The problem >> Each line in the records below, from the one that contains "pub fn ignores_handshake(&self)" to the one that contains "to the initiator.", should be reproduced exactly, the first and last included.

───── Records shown

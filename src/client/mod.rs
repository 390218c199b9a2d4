//! Client subsystem.
//!
//! # Data Flow
//! ```text
//! connect()
//!     → Connection::connect (TCP, bounded by connect_timeout_ms)
//!     → Session::connect (initiator handshake, optional TLS)
//!     → receive task (Session::run), tagged with a generation
//!     → installed as the current session
//!
//! reconnect():
//!     close current session → connect() → new generation
//! ```
//!
//! # Design Decisions
//! - One current session, guarded by an async mutex
//! - A finished receive task clears the slot only if it still owns it
//! - Retries use exponential backoff with jitter

pub mod engine;

pub use engine::{ClientEngine, ClientError};
//! Shared utilities for integration tests.

#![allow(dead_code)]

use std::net::SocketAddr;
use std::time::Duration;

use rustls::pki_types::{CertificateDer, PrivateKeyDer, PrivatePkcs8KeyDer};
use rustls::RootCertStore;
use tokio::sync::broadcast;

use wirelink::config::ServerConfig;
use wirelink::net::stream::DEFAULT_MAX_LINE_BYTES;
use wirelink::net::tls::ServerTls;
use wirelink::net::Connection;
use wirelink::protocol::Initiator;
use wirelink::{Blacklist, Event, ServerEngine};

pub const TIMEOUT: Duration = Duration::from_secs(5);

/// Server config bound to an ephemeral loopback port.
pub fn local_config() -> ServerConfig {
    ServerConfig {
        bind_address: "127.0.0.1:0".to_string(),
        drain_timeout_secs: 2,
        ..ServerConfig::default()
    }
}

/// Start a server and subscribe before anything can happen.
pub async fn start_server(
    config: ServerConfig,
    tls: Option<ServerTls>,
    blacklist: Blacklist,
) -> (ServerEngine, broadcast::Receiver<Event>, SocketAddr) {
    let server = ServerEngine::new(config, tls, blacklist);
    let events = server.subscribe();
    let addr = server.start().await.unwrap();
    (server, events, addr)
}

/// A bare connection to `addr`, no handshake yet.
pub async fn raw_client(addr: SocketAddr) -> Connection {
    Connection::connect(&addr.to_string(), TIMEOUT, DEFAULT_MAX_LINE_BYTES)
        .await
        .unwrap()
}

/// A connection that has completed the digest handshake.
pub async fn handshaken_client(addr: SocketAddr) -> Connection {
    let conn = raw_client(addr).await;
    Initiator::new(Some(TIMEOUT)).initiate(&conn).await.unwrap();
    conn
}

/// Wait for the first event `pick` maps to `Some`, failing after [`TIMEOUT`].
pub async fn wait_for<T>(events: &mut broadcast::Receiver<Event>, mut pick: impl FnMut(Event) -> Option<T>) -> T {
    tokio::time::timeout(TIMEOUT, async {
        loop {
            match events.recv().await {
                Ok(event) => {
                    if let Some(found) = pick(event) {
                        return found;
                    }
                }
                Err(broadcast::error::RecvError::Lagged(_)) => continue,
                Err(broadcast::error::RecvError::Closed) => panic!("event channel closed"),
            }
        }
    })
    .await
    .expect("timed out waiting for event")
}

/// Wait until `count` sessions have reached Active.
pub async fn wait_ready(events: &mut broadcast::Receiver<Event>, count: usize) {
    for _ in 0..count {
        wait_for(events, |e| matches!(e, Event::ConnectionReady { .. }).then_some(())).await;
    }
}

/// Self-signed identity for "localhost".
pub struct Identity {
    pub cert: CertificateDer<'static>,
    pub key: PrivateKeyDer<'static>,
    pub cert_pem: String,
}

impl Identity {
    pub fn generate() -> Self {
        let rcgen::CertifiedKey { cert, key_pair } =
            rcgen::generate_simple_self_signed(vec!["localhost".to_string()]).unwrap();
        Self {
            cert: cert.der().clone(),
            key: PrivatePkcs8KeyDer::from(key_pair.serialize_der()).into(),
            cert_pem: cert.pem(),
        }
    }

    pub fn server_tls(&self) -> ServerTls {
        ServerTls::new(vec![self.cert.clone()], self.key.clone_key()).unwrap()
    }

    pub fn roots(&self) -> RootCertStore {
        let mut roots = RootCertStore::empty();
        roots.add(self.cert.clone()).unwrap();
        roots
    }
}
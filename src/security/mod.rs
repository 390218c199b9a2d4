//! Security subsystem.
//!
//! # Data Flow
//! ```text
//! Accepted socket
//!     → blacklist.rs (peer IP refused?)
//!     → capacity permit (net::listener)
//!     → handshake digest (protocol)
//!     → optional TLS (net::tls)
//! ```
//!
//! # Design Decisions
//! - Admission is decided before any session exists
//! - The handshake filters foreign clients; it is not authentication

pub mod blacklist;

pub use blacklist::{Blacklist, BlacklistError};
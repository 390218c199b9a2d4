//! Plaintext handshake exchange.
//!
//! The initiator sends its digest; the responder checks it against its own
//! and echoes the digest back as acknowledgment. A mismatch gets no reply.
//! This rejects scanners and foreign protocols before any TLS work is done.
//! It proves nothing about identity: anyone who knows both endpoints can
//! compute the digest.

use std::time::Duration;

use thiserror::Error;

use crate::net::connection::{Connection, ConnectionError};
use crate::protocol::digest::{HandshakeDigest, Role};

/// How long a responder waits for the initiator's line.
pub const RESPONDER_TIMEOUT: Duration = Duration::from_millis(5000);

/// Errors raised during the handshake exchange.
#[derive(Debug, Error)]
pub enum HandshakeError {
    #[error("no handshake line within {0:?}")]
    Timeout(Duration),

    #[error("handshake mismatch, received {received:?}")]
    Mismatch { received: String },

    #[error("peer closed before completing the handshake")]
    PeerClosed,

    #[error(transparent)]
    Connection(#[from] ConnectionError),
}

impl HandshakeError {
    /// Short label for metrics.
    pub fn kind(&self) -> &'static str {
        match self {
            HandshakeError::Timeout(_) => "timeout",
            HandshakeError::Mismatch { .. } => "mismatch",
            HandshakeError::PeerClosed => "peer_closed",
            HandshakeError::Connection(_) => "connection",
        }
    }
}

fn from_read(err: ConnectionError) -> HandshakeError {
    match err {
        ConnectionError::Timeout(deadline) => HandshakeError::Timeout(deadline),
        other => HandshakeError::Connection(other),
    }
}

/// The accepting side of the exchange.
#[derive(Debug, Clone, Copy)]
pub struct Responder {
    timeout: Duration,
    ignore_handshake: bool,
}

impl Responder {
    /// With `ignore_handshake` set, any received line is accepted.
    pub fn new(timeout: Duration, ignore_handshake: bool) -> Self {
        Self {
            timeout,
            ignore_handshake,
        }
    }

    pub fn timeout(&self) -> Duration {
        self.timeout
    }

    pub fn ignores_handshake(&self) -> bool {
        self.ignore_handshake
    }

    /// Wait for the initiator's line. On timeout the connection's reads
    /// are cancelled.
    pub async fn receive(&self, conn: &Connection) -> Result<String, HandshakeError> {
        conn.read_line_within(Some(self.timeout))
            .await
            .map_err(from_read)?
            .ok_or(HandshakeError::PeerClosed)
    }

    /// Check a received line against this side's digest.
    pub fn verify(&self, conn: &Connection, line: &str) -> Result<HandshakeDigest, HandshakeError> {
        let expected = HandshakeDigest::compute(conn.local_endpoint(), conn.remote_endpoint(), Role::Responder);

        if self.ignore_handshake || expected.matches(line) {
            Ok(expected)
        } else {
            Err(HandshakeError::Mismatch {
                received: line.to_string(),
            })
        }
    }

    /// Echo the digest back to the initiator.
    pub async fn acknowledge(&self, conn: &Connection, digest: &HandshakeDigest) -> Result<(), HandshakeError> {
        conn.write_line(&digest.to_hex()).await?;
        Ok(())
    }

    /// Receive, verify and acknowledge in one step.
    pub async fn respond(&self, conn: &Connection) -> Result<HandshakeDigest, HandshakeError> {
        let line = self.receive(conn).await?;
        let digest = self.verify(conn, &line)?;
        self.acknowledge(conn, &digest).await?;
        Ok(digest)
    }
}

impl Default for Responder {
    fn default() -> Self {
        Self::new(RESPONDER_TIMEOUT, false)
    }
}

/// The connecting side of the exchange.
#[derive(Debug, Clone, Copy, Default)]
pub struct Initiator {
    timeout: Option<Duration>,
}

impl Initiator {
    /// `None` waits for the acknowledgment indefinitely.
    pub fn new(timeout: Option<Duration>) -> Self {
        Self { timeout }
    }

    /// Send the digest and wait for it to be echoed back. The send and the
    /// wait run concurrently.
    pub async fn initiate(&self, conn: &Connection) -> Result<HandshakeDigest, HandshakeError> {
        let digest = HandshakeDigest::compute(conn.local_endpoint(), conn.remote_endpoint(), Role::Initiator);
        let hex = digest.to_hex();

        let send = async { conn.write_line(&hex).await.map_err(HandshakeError::from) };
        let reply = async { conn.read_line_within(self.timeout).await.map_err(from_read) };
        let ((), reply) = tokio::try_join!(send, reply)?;

        match reply {
            Some(line) if line == hex => Ok(digest),
            Some(line) => Err(HandshakeError::Mismatch { received: line }),
            None => Err(HandshakeError::PeerClosed),
        }
    }
}
//! IP address blacklist for admission control.
//!
//! Checked on every accepted socket before a connection or session exists.
//! Matching is by IP address only; the peer's port is ignored.

use std::collections::HashSet;
use std::net::IpAddr;

use thiserror::Error;

#[derive(Debug, Clone, PartialEq, Eq, Error)]
#[error("invalid blacklist entry {0:?}, expected an IP address")]
pub struct BlacklistError(pub String);

/// A set of refused peer addresses.
#[derive(Debug, Clone, Default, PartialEq, Eq)]
pub struct Blacklist {
    addrs: HashSet<IpAddr>,
}

impl Blacklist {
    pub fn new() -> Self {
        Self::default()
    }

    /// Parse configuration entries such as `"10.0.0.66"` or `"::1"`.
    pub fn from_entries<I, S>(entries: I) -> Result<Self, BlacklistError>
    where
        I: IntoIterator<Item = S>,
        S: AsRef<str>,
    {
        let mut blacklist = Self::new();
        for entry in entries {
            let entry = entry.as_ref().trim();
            let ip: IpAddr = entry.parse().map_err(|_| BlacklistError(entry.to_string()))?;
            blacklist.insert(ip);
        }
        Ok(blacklist)
    }

    /// Returns `false` if the address was already present.
    pub fn insert(&mut self, ip: IpAddr) -> bool {
        self.addrs.insert(ip.to_canonical())
    }

    pub fn remove(&mut self, ip: IpAddr) -> bool {
        self.addrs.remove(&ip.to_canonical())
    }

    pub fn contains(&self, ip: IpAddr) -> bool {
        !self.addrs.is_empty() && self.addrs.contains(&ip.to_canonical())
    }

    pub fn len(&self) -> usize {
        self.addrs.len()
    }

    pub fn is_empty(&self) -> bool {
        self.addrs.is_empty()
    }
}

impl FromIterator<IpAddr> for Blacklist {
    fn from_iter<T: IntoIterator<Item = IpAddr>>(iter: T) -> Self {
        let mut blacklist = Self::new();
        for ip in iter {
            blacklist.insert(ip);
        }
        blacklist
    }
}
//! Handshake protocol.
//!
//! # Data Flow
//! ```text
//! Initiator                                   Responder
//!     digest(remote ‖ local) ──── line ────▶  read (5000 ms deadline)
//!                                             compare with digest(local ‖ remote)
//!     read, compare          ◀─── echo ─────  on match only
//! ```
//!
//! # Design Decisions
//! - Both sides derive the digest from what they observe; nothing is pre-shared
//! - The deadline is a race against the read, cancelled via the connection token
//! - A server-wide override can accept any line (compatibility mode)

pub mod digest;
pub mod handshake;

pub use digest::{HandshakeDigest, Role};
pub use handshake::{HandshakeError, Initiator, Responder, RESPONDER_TIMEOUT};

──────────

Answer box >>
    pub fn ignores_handshake(&self) -> bool {
        self.ignore_handshake
    }

    /// Wait for the initiator's line. On timeout the connection's reads
    /// are cancelled.
    pub async fn receive(&self, conn: &Connection) -> Result<String, HandshakeError> {
        conn.read_line_within(Some(self.timeout))
            .await
            .map_err(from_read)?
            .ok_or(HandshakeError::PeerClosed)
    }

    /// Check a received line against this side's digest.
    pub fn verify(&self, conn: &Connection, line: &str) -> Result<HandshakeDigest, HandshakeError> {
        let expected = HandshakeDigest::compute(conn.local_endpoint(), conn.remote_endpoint(), Role::Responder);

        if self.ignore_handshake || expected.matches(line) {
            Ok(expected)
        } else {
            Err(HandshakeError::Mismatch {
                received: line.to_string(),
            })
        }
    }

    /// Echo the digest back to the initiator.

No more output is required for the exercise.